Be it an intro 0% APR that you're after, or just more generous rewards on purchases, credit cards let you buy now and pay later, helping you take control of big projects like home renovations and even everyday spending.
As convenient as credit cards are, however, there's no guarantee that you'll be approved for the credit limit you want. It can be a let down to submit an application only to receive a credit limit that's lower than your expectations, and worse — it can put your goals up in the air.
On average, consumers who open a store card may only receive a limit between $2,000 to $2,500, and it can be below $1,000 in some cases, according to Equifax’s Credit Trends report. The average credit limit for general-use cards was higher, averaging between $5,000 to $6,000, but that can still be low for your needs.
Creditors look at a host of factors when deciding your limit, including their assessment of your credit risk, your income level, your credit score and issues they see on your credit report such as high revolving credit card balances, recent inquiries or large loan amounts.

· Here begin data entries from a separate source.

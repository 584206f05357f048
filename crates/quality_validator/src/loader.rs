//! CSV dataset loader.
//!
//! Reads a CSV file into a [`Dataset`], coercing each cell to its
//! declared [`ColumnType`]. The loader separates "file could not be
//! read" (fatal [`ValidationError::Load`]) from "file read but invalid":
//! a cell that fails its typed parse is kept as text so the schema
//! validator reports it, and header mismatches are likewise the schema
//! validator's job. Empty cells become explicit nulls. Undeclared
//! columns load as text.

use crate::{DataValue, Dataset, ValidationError};
use quality_core::{Aggregate, ColumnType, ConsistencyCheck, DatasetSpec};
use std::collections::HashMap;
use std::path::Path;
use tracing::debug;

/// Builds the column → type mapping for a suite's primary dataset.
pub fn column_types(spec: &DatasetSpec) -> HashMap<String, ColumnType> {
    spec.columns
        .iter()
        .map(|c| (c.name.clone(), c.column_type))
        .collect()
}

/// Builds the column → type mapping for a consistency check's secondary
/// dataset: the join key loads as text, aggregated columns as decimal.
pub fn item_column_types(check: &ConsistencyCheck) -> HashMap<String, ColumnType> {
    let mut types = HashMap::new();
    types.insert(check.join_key.clone(), ColumnType::Text);
    match &check.aggregate {
        Aggregate::Sum { column } => {
            types.insert(column.clone(), ColumnType::Decimal);
        }
        Aggregate::SumProduct {
            quantity,
            price_candidates,
        } => {
            types.insert(quantity.clone(), ColumnType::Decimal);
            for candidate in price_candidates {
                types.insert(candidate.clone(), ColumnType::Decimal);
            }
        }
    }
    types
}

/// Loads a CSV file into a typed dataset.
///
/// The file handle is scoped to this call. Fails with
/// [`ValidationError::Load`] if the file is missing, unreadable, or not
/// rectangular.
pub fn load_csv(
    path: &Path,
    types: &HashMap<String, ColumnType>,
) -> Result<Dataset, ValidationError> {
    let mut reader = csv::ReaderBuilder::new()
        .has_headers(true)
        .from_path(path)
        .map_err(|e| ValidationError::load(path, e))?;

    let headers = reader
        .headers()
        .map_err(|e| ValidationError::load(path, e))?;
    let columns: Vec<String> = headers.iter().map(|h| h.trim().to_string()).collect();

    let column_types: Vec<ColumnType> = columns
        .iter()
        .map(|name| types.get(name).copied().unwrap_or(ColumnType::Text))
        .collect();

    let mut dataset = Dataset::new(columns);
    for record in reader.records() {
        let record = record.map_err(|e| ValidationError::load(path, e))?;
        let row = record
            .iter()
            .zip(&column_types)
            .map(|(cell, column_type)| coerce(cell, *column_type))
            .collect();
        dataset.push_row(row);
    }

    debug!(
        path = %path.display(),
        rows = dataset.len(),
        columns = dataset.columns().len(),
        "loaded dataset"
    );

    Ok(dataset)
}

/// Coerces a raw CSV cell to the declared type.
///
/// Empty cells are null. A cell that fails its typed parse survives as
/// text; the schema validator flags it as a type violation.
fn coerce(cell: &str, column_type: ColumnType) -> DataValue {
    let trimmed = cell.trim();
    if trimmed.is_empty() {
        return DataValue::Null;
    }

    match column_type {
        ColumnType::Text => DataValue::Text(cell.to_string()),
        ColumnType::Integer => match trimmed.parse::<i64>() {
            Ok(i) => DataValue::Int(i),
            Err(_) => DataValue::Text(cell.to_string()),
        },
        ColumnType::Decimal => match trimmed.parse::<f64>() {
            Ok(f) => DataValue::Float(f),
            Err(_) => DataValue::Text(cell.to_string()),
        },
    }
}

#[cfg(test)]
mod tests {
    use super::*;
    use pretty_assertions::assert_eq;
    use std::io::Write;

    fn write_csv(content: &str) -> tempfile::NamedTempFile {
        let mut file = tempfile::NamedTempFile::new().expect("Failed to create temp file");
        write!(file, "{content}").expect("Failed to write temp file");
        file
    }

    fn orders_types() -> HashMap<String, ColumnType> {
        HashMap::from([
            ("order_id".to_string(), ColumnType::Text),
            ("num_items".to_string(), ColumnType::Integer),
            ("total".to_string(), ColumnType::Decimal),
        ])
    }

    #[test]
    fn test_load_typed_csv() {
        let file = write_csv("order_id,num_items,total\nO000001,3,103.00\nO000002,1,9.99\n");
        let dataset = load_csv(file.path(), &orders_types()).expect("load should succeed");

        assert_eq!(dataset.len(), 2);
        assert_eq!(dataset.columns(), &["order_id", "num_items", "total"]);
        assert_eq!(
            dataset.value(0, "order_id"),
            Some(&DataValue::Text("O000001".to_string()))
        );
        assert_eq!(dataset.value(0, "num_items"), Some(&DataValue::Int(3)));
        assert_eq!(dataset.value(1, "total"), Some(&DataValue::Float(9.99)));
    }

    #[test]
    fn test_empty_cell_becomes_null() {
        let file = write_csv("order_id,num_items,total\nO000001,,103.00\n");
        let dataset = load_csv(file.path(), &orders_types()).unwrap();

        assert_eq!(dataset.value(0, "num_items"), Some(&DataValue::Null));
    }

    #[test]
    fn test_unparseable_integer_survives_as_text() {
        let file = write_csv("order_id,num_items,total\nO000001,three,103.00\n");
        let dataset = load_csv(file.path(), &orders_types()).unwrap();

        // The loader does not fail; the schema validator reports the type.
        assert_eq!(
            dataset.value(0, "num_items"),
            Some(&DataValue::Text("three".to_string()))
        );
    }

    #[test]
    fn test_undeclared_column_loads_as_text() {
        let file = write_csv("order_id,surprise\nO000001,42\n");
        let dataset = load_csv(file.path(), &orders_types()).unwrap();

        assert_eq!(
            dataset.value(0, "surprise"),
            Some(&DataValue::Text("42".to_string()))
        );
    }

    #[test]
    fn test_missing_file_is_load_error() {
        let result = load_csv(Path::new("does/not/exist.csv"), &HashMap::new());
        assert!(matches!(result, Err(ValidationError::Load { .. })));
    }

    #[test]
    fn test_ragged_row_is_load_error() {
        let file = write_csv("a,b\n1,2\n3\n");
        let result = load_csv(file.path(), &HashMap::new());
        assert!(matches!(result, Err(ValidationError::Load { .. })));
    }

    #[test]
    fn test_item_column_types_for_sum_product() {
        let check = ConsistencyCheck {
            name: "subtotal_matches".to_string(),
            items_path: "data/order_items.csv".to_string(),
            join_key: "order_id".to_string(),
            stated: "subtotal".to_string(),
            aggregate: Aggregate::SumProduct {
                quantity: "quantity".to_string(),
                price_candidates: vec!["unit_price".to_string(), "price".to_string()],
            },
            tolerance: Some(1e-6),
        };

        let types = item_column_types(&check);
        assert_eq!(types.get("order_id"), Some(&ColumnType::Text));
        assert_eq!(types.get("quantity"), Some(&ColumnType::Decimal));
        assert_eq!(types.get("unit_price"), Some(&ColumnType::Decimal));
        assert_eq!(types.get("price"), Some(&ColumnType::Decimal));
    }
}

But they take into account a few completely independent factors, too, like how well the economy is doing at the time you applied. There's no way to predict exactly how much you can expect to be approved for.
It can be disappointing to get a low credit limit, but you're not entirely without options. After a few months, consider asking for a credit limit increase on your new card, or you can request a higher limit on a card you've had for a while.
Here's a breakdown on how credit limit increases work and how you can request one.
Credit limit increases can happen automatically for longstanding customers on occasion, or you can manually request one if you've only been a customer for a few months.
Card issuers are known to automatically increase cardholders’ credit limits from time to time (with no effect to your credit score), especially if you keep your income information up-to-date and have a good payment history.
However, not everyone will receive an automatic increase. And even if you get a higher credit limit, you may not receive the increase you need. It can therefore be a good idea to ask for a larger credit limit yourself.
Before you get started on your request, consider the three qualifications:
- You generally need to be a cardholder for at least three months.
- You typically can only request an increase once every six months.
- Card issuers may review your credit report if you request a specific credit limit.
These rules may not be an issue for you, but if you have bad credit or your score is under review (you're in the mortgage process or applying for a new apartment, for instance), consider holding off on submitting a credit limit increase to preserve your credit score (we explain why below).
When you’re ready to ask for a credit limit increase, you’ll have the option of completing the request online or over the phone. You can submit the request via your card issuer’s mobile app or by logging into your online account.
Another option is to call customer service and ask for an increase. This option gives your request a personal touch and allows you to explain your reasoning why you need a larger credit limit and give reassurance that you can repay it. Discussing a recent raise or a longstanding, positive relationship can help strengthen your chances of getting an increase.
Requesting a credit limit increase may ding your credit score a few points if the card issuer pulls your credit report. It’s key to check the online form or ask the rep if your credit report will be reviewed.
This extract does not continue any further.